Instructions for the task: Go through the listing beneath this task and return every line that carries the string "relative".

Dataset entries:
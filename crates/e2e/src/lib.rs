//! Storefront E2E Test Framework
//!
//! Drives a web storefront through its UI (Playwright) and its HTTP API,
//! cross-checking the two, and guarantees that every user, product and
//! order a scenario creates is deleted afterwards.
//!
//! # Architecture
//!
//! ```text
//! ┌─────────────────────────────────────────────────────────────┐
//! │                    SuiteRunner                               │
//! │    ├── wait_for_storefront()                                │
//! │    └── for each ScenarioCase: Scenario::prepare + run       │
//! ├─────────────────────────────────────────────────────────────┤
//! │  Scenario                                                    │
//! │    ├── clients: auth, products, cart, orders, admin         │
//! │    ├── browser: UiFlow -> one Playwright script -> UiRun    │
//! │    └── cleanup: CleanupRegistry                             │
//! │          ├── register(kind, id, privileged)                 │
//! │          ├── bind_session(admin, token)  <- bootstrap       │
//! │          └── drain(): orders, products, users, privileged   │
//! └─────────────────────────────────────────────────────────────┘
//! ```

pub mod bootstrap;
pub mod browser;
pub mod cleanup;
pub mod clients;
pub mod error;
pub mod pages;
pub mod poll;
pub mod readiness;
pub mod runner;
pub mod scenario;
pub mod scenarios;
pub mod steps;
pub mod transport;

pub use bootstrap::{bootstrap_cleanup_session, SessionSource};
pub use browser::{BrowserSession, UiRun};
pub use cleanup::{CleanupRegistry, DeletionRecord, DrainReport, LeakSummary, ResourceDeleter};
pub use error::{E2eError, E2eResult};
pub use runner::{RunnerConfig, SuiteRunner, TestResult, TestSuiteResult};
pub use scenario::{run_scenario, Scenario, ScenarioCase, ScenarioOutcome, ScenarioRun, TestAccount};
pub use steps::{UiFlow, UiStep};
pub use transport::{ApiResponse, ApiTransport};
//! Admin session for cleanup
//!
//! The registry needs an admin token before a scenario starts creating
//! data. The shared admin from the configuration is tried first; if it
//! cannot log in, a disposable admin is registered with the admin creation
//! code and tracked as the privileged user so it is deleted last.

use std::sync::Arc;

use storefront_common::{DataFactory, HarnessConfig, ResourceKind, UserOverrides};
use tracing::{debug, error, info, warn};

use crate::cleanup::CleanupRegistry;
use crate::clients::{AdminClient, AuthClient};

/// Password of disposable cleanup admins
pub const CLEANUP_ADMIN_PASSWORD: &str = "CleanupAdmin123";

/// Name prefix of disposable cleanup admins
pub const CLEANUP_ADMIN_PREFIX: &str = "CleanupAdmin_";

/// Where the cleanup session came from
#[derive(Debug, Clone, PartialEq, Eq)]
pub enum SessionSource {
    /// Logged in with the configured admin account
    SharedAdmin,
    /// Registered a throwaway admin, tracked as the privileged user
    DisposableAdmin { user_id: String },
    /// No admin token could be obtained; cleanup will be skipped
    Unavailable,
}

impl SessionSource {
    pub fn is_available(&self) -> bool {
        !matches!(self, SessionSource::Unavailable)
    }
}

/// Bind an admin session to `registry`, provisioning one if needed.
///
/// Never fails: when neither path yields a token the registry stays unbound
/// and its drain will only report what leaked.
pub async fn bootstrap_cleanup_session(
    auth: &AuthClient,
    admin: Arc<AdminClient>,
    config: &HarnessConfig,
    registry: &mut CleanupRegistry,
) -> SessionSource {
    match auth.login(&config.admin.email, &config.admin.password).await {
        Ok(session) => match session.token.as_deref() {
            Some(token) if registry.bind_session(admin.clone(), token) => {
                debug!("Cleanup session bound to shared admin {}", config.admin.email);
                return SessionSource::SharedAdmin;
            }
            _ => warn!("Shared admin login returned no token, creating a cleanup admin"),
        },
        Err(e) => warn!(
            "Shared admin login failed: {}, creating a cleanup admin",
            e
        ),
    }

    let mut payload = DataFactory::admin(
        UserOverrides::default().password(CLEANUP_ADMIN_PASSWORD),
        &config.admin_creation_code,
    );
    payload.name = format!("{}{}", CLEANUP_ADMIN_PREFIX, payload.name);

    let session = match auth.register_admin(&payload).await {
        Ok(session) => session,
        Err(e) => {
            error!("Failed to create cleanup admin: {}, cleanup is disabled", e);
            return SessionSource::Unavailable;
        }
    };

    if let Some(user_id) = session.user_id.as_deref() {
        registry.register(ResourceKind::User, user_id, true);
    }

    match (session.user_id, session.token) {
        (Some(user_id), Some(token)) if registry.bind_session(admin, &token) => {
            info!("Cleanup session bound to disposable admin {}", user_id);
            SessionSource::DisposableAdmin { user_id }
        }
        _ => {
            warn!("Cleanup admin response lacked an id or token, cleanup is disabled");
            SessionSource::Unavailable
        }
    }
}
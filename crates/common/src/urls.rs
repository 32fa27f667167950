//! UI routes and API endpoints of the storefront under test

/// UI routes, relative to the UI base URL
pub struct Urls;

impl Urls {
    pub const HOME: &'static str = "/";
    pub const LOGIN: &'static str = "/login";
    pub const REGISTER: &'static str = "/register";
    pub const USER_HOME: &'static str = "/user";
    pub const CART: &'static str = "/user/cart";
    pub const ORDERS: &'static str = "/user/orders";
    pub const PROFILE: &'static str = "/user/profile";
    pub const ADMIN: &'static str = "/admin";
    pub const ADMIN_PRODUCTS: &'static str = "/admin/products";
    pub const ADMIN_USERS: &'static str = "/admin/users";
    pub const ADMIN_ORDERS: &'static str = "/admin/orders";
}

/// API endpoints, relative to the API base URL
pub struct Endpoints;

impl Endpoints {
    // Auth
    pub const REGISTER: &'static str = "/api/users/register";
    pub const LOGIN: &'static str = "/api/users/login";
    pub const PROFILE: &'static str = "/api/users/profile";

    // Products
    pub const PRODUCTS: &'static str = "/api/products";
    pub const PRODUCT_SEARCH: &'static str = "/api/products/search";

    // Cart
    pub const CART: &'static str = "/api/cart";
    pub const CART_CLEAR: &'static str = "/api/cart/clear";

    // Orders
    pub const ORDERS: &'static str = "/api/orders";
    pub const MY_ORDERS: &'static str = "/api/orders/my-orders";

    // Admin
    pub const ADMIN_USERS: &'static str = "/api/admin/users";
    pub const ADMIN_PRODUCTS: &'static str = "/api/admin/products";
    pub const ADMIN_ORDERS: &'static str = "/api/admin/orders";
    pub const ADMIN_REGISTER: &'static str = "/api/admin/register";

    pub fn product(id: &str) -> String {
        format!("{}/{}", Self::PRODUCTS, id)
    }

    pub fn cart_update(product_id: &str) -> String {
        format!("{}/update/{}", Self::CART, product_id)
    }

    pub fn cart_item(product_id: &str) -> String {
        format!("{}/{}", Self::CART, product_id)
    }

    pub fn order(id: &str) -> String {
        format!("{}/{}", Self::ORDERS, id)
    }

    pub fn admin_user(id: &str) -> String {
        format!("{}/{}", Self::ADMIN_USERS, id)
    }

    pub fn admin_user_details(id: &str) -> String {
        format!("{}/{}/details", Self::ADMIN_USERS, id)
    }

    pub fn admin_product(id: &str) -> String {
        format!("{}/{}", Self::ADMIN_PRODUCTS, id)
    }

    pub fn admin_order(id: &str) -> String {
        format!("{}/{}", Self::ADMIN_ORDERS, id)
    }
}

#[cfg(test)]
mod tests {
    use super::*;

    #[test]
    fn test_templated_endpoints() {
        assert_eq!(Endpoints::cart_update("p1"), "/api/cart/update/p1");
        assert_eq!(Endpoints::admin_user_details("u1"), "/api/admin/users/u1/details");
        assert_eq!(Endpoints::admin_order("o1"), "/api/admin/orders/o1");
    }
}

Answer for this exercise:
/// UI routes, relative to the UI base URL
/// API endpoints, relative to the API base URL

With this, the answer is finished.